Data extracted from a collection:
━━━━━━

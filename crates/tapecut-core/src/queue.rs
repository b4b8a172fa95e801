// crates/tapecut-core/src/queue.rs
//
// ExportQueue: runs a batch of ExportTasks on a bounded worker pool.
//
// Dispatch:
//   run_all() moves every pending task into the in-flight set and submits all
//   of them to a rayon pool of min(tasks, cores, max_workers) threads at once.
//   The pool schedules them; nothing is refilled by hand.
//
// Accounting:
//   • progress map: task id → fraction, present only while the task is in
//     flight. Values never decrease; a terminal task (either outcome) is 1.0.
//   • overall: arithmetic mean of the batch's progress map.
//   • completed: lifetime count of terminal tasks. Failed tasks count as
//     completed; succeeded/failed are tracked separately beside it.
//   When the last task of a batch is terminal the batch watcher clears the
//   in-flight set, adds the batch size to `completed`, and sends exactly one
//   BatchComplete. progress_fraction() therefore reaches 1.0 only then.
//
// Containment:
//   An exporter error or panic marks that one task Failed. It never reaches
//   the caller of run_all() and never stops sibling tasks.

use std::collections::HashMap;
use std::panic::{AssertUnwindSafe, catch_unwind};
use std::path::{Path, PathBuf};
use std::sync::Arc;
use std::sync::atomic::{AtomicBool, Ordering};
use std::thread::{self, JoinHandle};
use std::time::Duration;

use crossbeam_channel::{Receiver, Sender, unbounded};
use parking_lot::Mutex;
use uuid::Uuid;

use crate::cancel::CancelToken;
use crate::config::QueueConfig;
use crate::error::{EngineError, Result};
use crate::task::ExportTask;

/// Runs one task's decode → encode work. Implemented by the FFmpeg trim
/// exporter; tests substitute fakes.
pub trait Exporter: Send + Sync {
    /// Export `task` into `output_dir`, calling `progress` with values in
    /// `[0, 1]`. Must poll `cancel` and give up once it trips.
    fn export(
        &self,
        task:       &ExportTask,
        output_dir: &Path,
        progress:   &dyn Fn(f64),
        cancel:     &CancelToken,
    ) -> Result<PathBuf>;
}

#[derive(Clone, Debug, PartialEq)]
pub enum TaskOutcome {
    Succeeded(PathBuf),
    Failed(String),
}

impl TaskOutcome {
    pub fn is_success(&self) -> bool {
        matches!(self, TaskOutcome::Succeeded(_))
    }
}

#[derive(Clone, Debug, Default, PartialEq)]
pub struct BatchSummary {
    pub total:      usize,
    pub succeeded:  usize,
    pub failed:     usize,
    pub output_dir: PathBuf,
}

/// Events sent from the worker pool to whoever holds the BatchHandle.
#[derive(Clone, Debug)]
pub enum QueueEvent {
    TaskStarted  { task: Uuid },
    Progress     { task: Uuid, task_progress: f64, overall: f64 },
    TaskFinished { task: Uuid, outcome: TaskOutcome },
    BatchComplete(BatchSummary),
}

#[derive(Default)]
struct QueueState {
    pending:    Vec<ExportTask>,
    in_flight:  Vec<ExportTask>,
    progress:   HashMap<Uuid, f64>,
    completed:  usize,
    succeeded:  usize,
    failed:     usize,
    output_dir: Option<PathBuf>,
}

impl QueueState {
    fn overall(&self, batch: &[Uuid]) -> f64 {
        if batch.is_empty() {
            return 1.0;
        }
        let sum: f64 = batch.iter().map(|id| self.progress.get(id).copied().unwrap_or(0.0)).sum();
        sum / batch.len() as f64
    }
}

pub struct ExportQueue {
    config: QueueConfig,
    state:  Arc<Mutex<QueueState>>,
}

impl Default for ExportQueue {
    fn default() -> Self {
        Self::new(QueueConfig::default())
    }
}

━━━━━━

Print the data in full, with each line exactly as given.

Result of this exercise:
filename crates/tapecut-core/src/queue.rs
repository b4b8a172fa95e801
// crates/tapecut-core/src/queue.rs
//
// ExportQueue: runs a batch of ExportTasks on a bounded worker pool.
//
// Dispatch:
//   run_all() moves every pending task into the in-flight set and submits all
//   of them to a rayon pool of min(tasks, cores, max_workers) threads at once.
//   The pool schedules them; nothing is refilled by hand.
//
// Accounting:
//   • progress map: task id → fraction, present only while the task is in
//     flight. Values never decrease; a terminal task (either outcome) is 1.0.
//   • overall: arithmetic mean of the batch's progress map.
//   • completed: lifetime count of terminal tasks. Failed tasks count as
//     completed; succeeded/failed are tracked separately beside it.
//   When the last task of a batch is terminal the batch watcher clears the
//   in-flight set, adds the batch size to `completed`, and sends exactly one
//   BatchComplete. progress_fraction() therefore reaches 1.0 only then.
//
// Containment:
//   An exporter error or panic marks that one task Failed. It never reaches
//   the caller of run_all() and never stops sibling tasks.

use std::collections::HashMap;
use std::panic::{AssertUnwindSafe, catch_unwind};
use std::path::{Path, PathBuf};
use std::sync::Arc;
use std::sync::atomic::{AtomicBool, Ordering};
use std::thread::{self, JoinHandle};
use std::time::Duration;

use crossbeam_channel::{Receiver, Sender, unbounded};
use parking_lot::Mutex;
use uuid::Uuid;

use crate::cancel::CancelToken;
use crate::config::QueueConfig;
use crate::error::{EngineError, Result};
use crate::task::ExportTask;

/// Runs one task's decode → encode work. Implemented by the FFmpeg trim
/// exporter; tests substitute fakes.
pub trait Exporter: Send + Sync {
    /// Export `task` into `output_dir`, calling `progress` with values in
    /// `[0, 1]`. Must poll `cancel` and give up once it trips.
    fn export(
        &self,
        task:       &ExportTask,
        output_dir: &Path,
        progress:   &dyn Fn(f64),
        cancel:     &CancelToken,
    ) -> Result<PathBuf>;
}

#[derive(Clone, Debug, PartialEq)]
pub enum TaskOutcome {
    Succeeded(PathBuf),
    Failed(String),
}

impl TaskOutcome {
    pub fn is_success(&self) -> bool {
        matches!(self, TaskOutcome::Succeeded(_))
    }
}

#[derive(Clone, Debug, Default, PartialEq)]
pub struct BatchSummary {
    pub total:      usize,
    pub succeeded:  usize,
    pub failed:     usize,
    pub output_dir: PathBuf,
}

/// Events sent from the worker pool to whoever holds the BatchHandle.
#[derive(Clone, Debug)]
pub enum QueueEvent {
    TaskStarted  { task: Uuid },
    Progress     { task: Uuid, task_progress: f64, overall: f64 },
    TaskFinished { task: Uuid, outcome: TaskOutcome },
    BatchComplete(BatchSummary),
}

#[derive(Default)]
struct QueueState {
    pending:    Vec<ExportTask>,
    in_flight:  Vec<ExportTask>,
    progress:   HashMap<Uuid, f64>,
    completed:  usize,
    succeeded:  usize,
    failed:     usize,
    output_dir: Option<PathBuf>,
}

impl QueueState {
    fn overall(&self, batch: &[Uuid]) -> f64 {
        if batch.is_empty() {
            return 1.0;
        }
        let sum: f64 = batch.iter().map(|id| self.progress.get(id).copied().unwrap_or(0.0)).sum();
        sum / batch.len() as f64
    }
}

pub struct ExportQueue {
    config: QueueConfig,
    state:  Arc<Mutex<QueueState>>,
}

impl Default for ExportQueue {
    fn default() -> Self {
        Self::new(QueueConfig::default())
    }
}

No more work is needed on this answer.